----- Supplied entries -----
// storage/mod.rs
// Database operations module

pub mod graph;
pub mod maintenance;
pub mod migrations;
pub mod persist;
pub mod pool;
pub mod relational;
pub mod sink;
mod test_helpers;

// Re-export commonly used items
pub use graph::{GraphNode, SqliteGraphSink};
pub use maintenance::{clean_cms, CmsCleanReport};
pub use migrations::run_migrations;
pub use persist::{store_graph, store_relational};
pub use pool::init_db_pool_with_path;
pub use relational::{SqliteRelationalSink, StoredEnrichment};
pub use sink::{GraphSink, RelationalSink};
-----
----- Supplied entries -----
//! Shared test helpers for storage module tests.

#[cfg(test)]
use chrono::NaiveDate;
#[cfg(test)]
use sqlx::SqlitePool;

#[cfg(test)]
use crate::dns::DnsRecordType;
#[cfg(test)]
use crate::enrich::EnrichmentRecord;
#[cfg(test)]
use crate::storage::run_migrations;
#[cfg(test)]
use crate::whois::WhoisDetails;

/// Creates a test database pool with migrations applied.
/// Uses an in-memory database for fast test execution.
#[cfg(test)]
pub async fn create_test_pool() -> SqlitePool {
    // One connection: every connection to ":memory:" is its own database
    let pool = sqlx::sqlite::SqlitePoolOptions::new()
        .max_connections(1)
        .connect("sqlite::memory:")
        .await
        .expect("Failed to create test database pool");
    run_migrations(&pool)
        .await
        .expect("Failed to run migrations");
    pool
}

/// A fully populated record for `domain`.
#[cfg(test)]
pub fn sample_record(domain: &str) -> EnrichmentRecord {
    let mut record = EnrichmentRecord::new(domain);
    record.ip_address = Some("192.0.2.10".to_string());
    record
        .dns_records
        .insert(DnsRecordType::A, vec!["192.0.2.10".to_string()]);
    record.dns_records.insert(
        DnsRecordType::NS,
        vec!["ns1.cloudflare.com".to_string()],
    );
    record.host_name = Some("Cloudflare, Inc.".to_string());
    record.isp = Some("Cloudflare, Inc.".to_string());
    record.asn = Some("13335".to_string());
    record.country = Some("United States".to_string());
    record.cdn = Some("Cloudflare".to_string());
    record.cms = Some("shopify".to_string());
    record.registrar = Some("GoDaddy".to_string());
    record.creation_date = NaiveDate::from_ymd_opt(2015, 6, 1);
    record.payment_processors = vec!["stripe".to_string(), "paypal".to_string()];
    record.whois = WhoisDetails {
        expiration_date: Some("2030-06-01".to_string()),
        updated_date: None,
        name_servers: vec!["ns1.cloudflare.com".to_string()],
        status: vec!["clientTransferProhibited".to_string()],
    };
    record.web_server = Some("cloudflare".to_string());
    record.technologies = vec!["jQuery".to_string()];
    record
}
-----
## [What is needed]
Select and copy every line from the records that includes the word "DnsRecordType".

## [Your response]
use crate::dns::DnsRecordType;
        .insert(DnsRecordType::A, vec!["192.0.2.10".to_string()]);
        DnsRecordType::NS,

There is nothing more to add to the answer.